Requirement: Every entry here needs to be repeated exactly.

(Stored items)
........

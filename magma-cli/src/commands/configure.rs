use anyhow::{bail, Result};
use magma_core::{sync_linuxgsm, KeyStore, MagmaConfig, MissingItemPolicy};
use std::fmt;

use super::login::verified_credentials;
use super::open_config;
use crate::cli::{ConfigureArgs, CredentialArgs};
use crate::prompt::{PathKind, Prompter};

#[derive(Debug, Clone, Copy, PartialEq, Eq)]
enum Setting {
    SteamCmd,
    Server,
    Credentials,
    LinuxGsm,
    WebhookUrl,
    MissingItem,
}

impl Setting {
    const ALL: [Setting; 6] = [
        Setting::SteamCmd,
        Setting::Server,
        Setting::Credentials,
        Setting::LinuxGsm,
        Setting::WebhookUrl,
        Setting::MissingItem,
    ];
}

impl fmt::Display for Setting {
    fn fmt(&self, f: &mut fmt::Formatter<'_>) -> fmt::Result {
        f.write_str(match self {
            Setting::SteamCmd => "SteamCMD path",
            Setting::Server => "Server path",
            Setting::Credentials => "Steam credentials",
            Setting::LinuxGsm => "LinuxGSM instance config",
            Setting::WebhookUrl => "Webhook URL",
            Setting::MissingItem => "Missing Workshop item handling",
        })
    }
}

#[derive(Debug, Clone, Copy)]
struct PolicyChoice(MissingItemPolicy);

impl fmt::Display for PolicyChoice {
    fn fmt(&self, f: &mut fmt::Formatter<'_>) -> fmt::Result {
        f.write_str(match self.0 {
            MissingItemPolicy::Abort => "Abort the whole run",
            MissingItemPolicy::Skip => "Skip the item and continue",
        })
    }
}

async fn store_credentials(config: &mut MagmaConfig, args: CredentialArgs, prompter: &Prompter) -> Result<()> {
    let (username, password) = verified_credentials(&config.steam_cmd_path, args, prompter).await?;
    config.credentials = Some(KeyStore::default_location()?.seal(&username, &password)?);
    Ok(())
}

/// Applies the settings given as flags.
async fn from_flags(config: &mut MagmaConfig, args: ConfigureArgs, prompter: &Prompter) -> Result<()> {
    let ConfigureArgs { paths, credentials, on_missing_item, .. } = args;

    if let Some(path) = paths.steam_cmd_path() {
        config.steam_cmd_path = prompter.path(PathKind::SteamCmd, Some(path)).await?;
    }
    if let Some(path) = paths.server_path() {
        config.server_path = prompter.path(PathKind::Server, Some(path)).await?;
    }
    if let Some(path) = paths.linux_gsm_path() {
        config.linux_gsm = Some(prompter.path(PathKind::LinuxGsm, Some(path)).await?);
    }
    if let Some(url) = paths.webhook_url {
        let url = url.trim().to_string();
        config.webhook_url = (!url.is_empty()).then_some(url);
    }
    if let Some(policy) = on_missing_item {
        config.on_missing_item = policy.into();
    }

    match (credentials.username.is_some(), credentials.password.is_some()) {
        (true, true) => store_credentials(config, credentials, prompter).await?,
        (true, false) => bail!("The --username flag requires the --password flag."),
        (false, true) => bail!("The --password flag requires the --username flag."),
        (false, false) => {}
    }
    Ok(())
}

/// Lets the user pick the settings to change and asks for each.
async fn from_prompts(config: &mut MagmaConfig, steam_guard: Option<String>, prompter: &Prompter) -> Result<()> {
    let settings = prompter.multi_select("Which settings do you want to change?", Setting::ALL.to_vec()).await?;
    let mut steam_guard = steam_guard;

    for setting in settings {
        match setting {
            Setting::SteamCmd => config.steam_cmd_path = prompter.path(PathKind::SteamCmd, None).await?,
            Setting::Server => config.server_path = prompter.path(PathKind::Server, None).await?,
            Setting::LinuxGsm => config.linux_gsm = prompter.optional_path(PathKind::LinuxGsm, None).await?,
            Setting::WebhookUrl => {
                config.webhook_url = prompter.optional_text("Webhook URL (leave empty to remove it):").await?;
            }
            Setting::MissingItem => {
                let options = vec![PolicyChoice(MissingItemPolicy::Abort), PolicyChoice(MissingItemPolicy::Skip)];
                config.on_missing_item = prompter.select("When a Workshop item no longer exists:", options).await?.0;
            }
            Setting::Credentials => {
                let args = CredentialArgs { steam_guard: steam_guard.take(), ..CredentialArgs::default() };
                store_credentials(config, args, prompter).await?;
            }
        }
    }
    Ok(())
}

pub async fn run(args: ConfigureArgs) -> Result<()> {
    let (store, mut config) = open_config()?;
    let prompter = Prompter::new(args.non_interactive);
    let linux_gsm_before = config.linux_gsm.clone();

    if args.has_settings() {
        from_flags(&mut config, args, &prompter).await?;
    } else if prompter.is_interactive() {
        from_prompts(&mut config, args.credentials.steam_guard, &prompter).await?;
    } else {
        bail!("No flags were specified that indicate which settings should be updated.");
    }

    store.save(&config)?;
    if config.linux_gsm != linux_gsm_before {
        sync_linuxgsm(&config)?;
    }
    println!("Saved {}", store.path().display());
    Ok(())
}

........

Worked solution:
filename magma-cli/src/commands/configure.rs
use anyhow::{bail, Result};
use magma_core::{sync_linuxgsm, KeyStore, MagmaConfig, MissingItemPolicy};
use std::fmt;

use super::login::verified_credentials;
use super::open_config;
use crate::cli::{ConfigureArgs, CredentialArgs};
use crate::prompt::{PathKind, Prompter};

#[derive(Debug, Clone, Copy, PartialEq, Eq)]
enum Setting {
    SteamCmd,
    Server,
    Credentials,
    LinuxGsm,
    WebhookUrl,
    MissingItem,
}

impl Setting {
    const ALL: [Setting; 6] = [
        Setting::SteamCmd,
        Setting::Server,
        Setting::Credentials,
        Setting::LinuxGsm,
        Setting::WebhookUrl,
        Setting::MissingItem,
    ];
}

impl fmt::Display for Setting {
    fn fmt(&self, f: &mut fmt::Formatter<'_>) -> fmt::Result {
        f.write_str(match self {
            Setting::SteamCmd => "SteamCMD path",
            Setting::Server => "Server path",
            Setting::Credentials => "Steam credentials",
            Setting::LinuxGsm => "LinuxGSM instance config",
            Setting::WebhookUrl => "Webhook URL",
            Setting::MissingItem => "Missing Workshop item handling",
        })
    }
}

#[derive(Debug, Clone, Copy)]
struct PolicyChoice(MissingItemPolicy);

impl fmt::Display for PolicyChoice {
    fn fmt(&self, f: &mut fmt::Formatter<'_>) -> fmt::Result {
        f.write_str(match self.0 {
            MissingItemPolicy::Abort => "Abort the whole run",
            MissingItemPolicy::Skip => "Skip the item and continue",
        })
    }
}

async fn store_credentials(config: &mut MagmaConfig, args: CredentialArgs, prompter: &Prompter) -> Result<()> {
    let (username, password) = verified_credentials(&config.steam_cmd_path, args, prompter).await?;
    config.credentials = Some(KeyStore::default_location()?.seal(&username, &password)?);
    Ok(())
}

/// Applies the settings given as flags.
async fn from_flags(config: &mut MagmaConfig, args: ConfigureArgs, prompter: &Prompter) -> Result<()> {
    let ConfigureArgs { paths, credentials, on_missing_item, .. } = args;

    if let Some(path) = paths.steam_cmd_path() {
        config.steam_cmd_path = prompter.path(PathKind::SteamCmd, Some(path)).await?;
    }
    if let Some(path) = paths.server_path() {
        config.server_path = prompter.path(PathKind::Server, Some(path)).await?;
    }
    if let Some(path) = paths.linux_gsm_path() {
        config.linux_gsm = Some(prompter.path(PathKind::LinuxGsm, Some(path)).await?);
    }
    if let Some(url) = paths.webhook_url {
        let url = url.trim().to_string();
        config.webhook_url = (!url.is_empty()).then_some(url);
    }
    if let Some(policy) = on_missing_item {
        config.on_missing_item = policy.into();
    }

    match (credentials.username.is_some(), credentials.password.is_some()) {
        (true, true) => store_credentials(config, credentials, prompter).await?,
        (true, false) => bail!("The --username flag requires the --password flag."),
        (false, true) => bail!("The --password flag requires the --username flag."),
        (false, false) => {}
    }
    Ok(())
}

/// Lets the user pick the settings to change and asks for each.
async fn from_prompts(config: &mut MagmaConfig, steam_guard: Option<String>, prompter: &Prompter) -> Result<()> {
    let settings = prompter.multi_select("Which settings do you want to change?", Setting::ALL.to_vec()).await?;
    let mut steam_guard = steam_guard;

    for setting in settings {
        match setting {
            Setting::SteamCmd => config.steam_cmd_path = prompter.path(PathKind::SteamCmd, None).await?,
            Setting::Server => config.server_path = prompter.path(PathKind::Server, None).await?,
            Setting::LinuxGsm => config.linux_gsm = prompter.optional_path(PathKind::LinuxGsm, None).await?,
            Setting::WebhookUrl => {
                config.webhook_url = prompter.optional_text("Webhook URL (leave empty to remove it):").await?;
            }
            Setting::MissingItem => {
                let options = vec![PolicyChoice(MissingItemPolicy::Abort), PolicyChoice(MissingItemPolicy::Skip)];
                config.on_missing_item = prompter.select("When a Workshop item no longer exists:", options).await?.0;
            }
            Setting::Credentials => {
                let args = CredentialArgs { steam_guard: steam_guard.take(), ..CredentialArgs::default() };
                store_credentials(config, args, prompter).await?;
            }
        }
    }
    Ok(())
}

pub async fn run(args: ConfigureArgs) -> Result<()> {
    let (store, mut config) = open_config()?;
    let prompter = Prompter::new(args.non_interactive);
    let linux_gsm_before = config.linux_gsm.clone();

    if args.has_settings() {
        from_flags(&mut config, args, &prompter).await?;
    } else if prompter.is_interactive() {
        from_prompts(&mut config, args.credentials.steam_guard, &prompter).await?;
    } else {
        bail!("No flags were specified that indicate which settings should be updated.");
    }

    store.save(&config)?;
    if config.linux_gsm != linux_gsm_before {
        sync_linuxgsm(&config)?;
    }
    println!("Saved {}", store.path().display());
    Ok(())
}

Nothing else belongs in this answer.